■ Task item: Each entry below must be repeated word for word.

■ Excerpted records:

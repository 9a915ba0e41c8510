use flicker_image::{packed, GrayImage, ImageError, Raster};
use serde::{Deserialize, Serialize};

use crate::parallel;

/// Weights used to collapse a packed RGB raster to gray.
#[derive(Debug, Clone, Copy, PartialEq, Eq, Default, Serialize, Deserialize)]
pub enum GrayWeights {
    /// `0.33 R + 0.50 R + 0.17 R`: all three weights read the red channel, as the
    /// legacy conversion did. Output equals the red channel.
    #[default]
    SourceLiteral,
    /// `0.299 R + 0.587 G + 0.114 B`.
    Ntsc,
}

impl GrayWeights {
    /// Gray value of one RGB triple.
    pub fn apply(&self, r: u8, g: u8, b: u8) -> u8 {
        let (r, g, b) = (r as f64, g as f64, b as f64);
        let y = match self {
            GrayWeights::SourceLiteral => 0.33 * r + 0.50 * r + 0.17 * r,
            GrayWeights::Ntsc => 0.299 * r + 0.587 * g + 0.114 * b,
        };
        y.round().min(255.0) as u8
    }
}

/// Convert a packed RGB raster to a gray image.
///
/// Precondition: the input and output images must have the same size.
///
/// # Example
///
/// ```
/// use flicker_image::{packed::pack_rgb, GrayImage, Raster};
/// use flicker_imgproc::color::{gray_from_rgb_packed, GrayWeights};
///
/// let src = Raster::new([1, 1].into(), vec![pack_rgb(255, 255, 255)]).unwrap();
/// let mut gray = GrayImage::from_size_val(src.size(), 0).unwrap();
/// gray_from_rgb_packed(&src, &mut gray, GrayWeights::Ntsc).unwrap();
/// assert_eq!(gray.as_slice(), &[255]);
/// ```
pub fn gray_from_rgb_packed(
    src: &Raster,
    dst: &mut GrayImage,
    weights: GrayWeights,
) -> Result<(), ImageError> {
    if src.size() != dst.size() {
        return Err(ImageError::InvalidImageSize(
            src.cols(),
            src.rows(),
            dst.cols(),
            dst.rows(),
        ));
    }

    parallel::par_iter_rows_val(src, dst, |&p, out| {
        let (r, g, b) = packed::unpack_rgb(p);
        *out = weights.apply(r, g, b);
    });

    Ok(())
}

■ Exercise answer:
repository 9a915ba0e41c8510
use flicker_image::{packed, GrayImage, ImageError, Raster};
use serde::{Deserialize, Serialize};

use crate::parallel;

/// Weights used to collapse a packed RGB raster to gray.
#[derive(Debug, Clone, Copy, PartialEq, Eq, Default, Serialize, Deserialize)]
pub enum GrayWeights {
    /// `0.33 R + 0.50 R + 0.17 R`: all three weights read the red channel, as the
    /// legacy conversion did. Output equals the red channel.
    #[default]
    SourceLiteral,
    /// `0.299 R + 0.587 G + 0.114 B`.
    Ntsc,
}

impl GrayWeights {
    /// Gray value of one RGB triple.
    pub fn apply(&self, r: u8, g: u8, b: u8) -> u8 {
        let (r, g, b) = (r as f64, g as f64, b as f64);
        let y = match self {
            GrayWeights::SourceLiteral => 0.33 * r + 0.50 * r + 0.17 * r,
            GrayWeights::Ntsc => 0.299 * r + 0.587 * g + 0.114 * b,
        };
        y.round().min(255.0) as u8
    }
}

/// Convert a packed RGB raster to a gray image.
///
/// Precondition: the input and output images must have the same size.
///
/// # Example
///
/// ```
/// use flicker_image::{packed::pack_rgb, GrayImage, Raster};
/// use flicker_imgproc::color::{gray_from_rgb_packed, GrayWeights};
///
/// let src = Raster::new([1, 1].into(), vec![pack_rgb(255, 255, 255)]).unwrap();
/// let mut gray = GrayImage::from_size_val(src.size(), 0).unwrap();
/// gray_from_rgb_packed(&src, &mut gray, GrayWeights::Ntsc).unwrap();
/// assert_eq!(gray.as_slice(), &[255]);
/// ```
pub fn gray_from_rgb_packed(
    src: &Raster,
    dst: &mut GrayImage,
    weights: GrayWeights,
) -> Result<(), ImageError> {
    if src.size() != dst.size() {
        return Err(ImageError::InvalidImageSize(
            src.cols(),
            src.rows(),
            dst.cols(),
            dst.rows(),
        ));
    }

    parallel::par_iter_rows_val(src, dst, |&p, out| {
        let (r, g, b) = packed::unpack_rgb(p);
        *out = weights.apply(r, g, b);
    });

    Ok(())
}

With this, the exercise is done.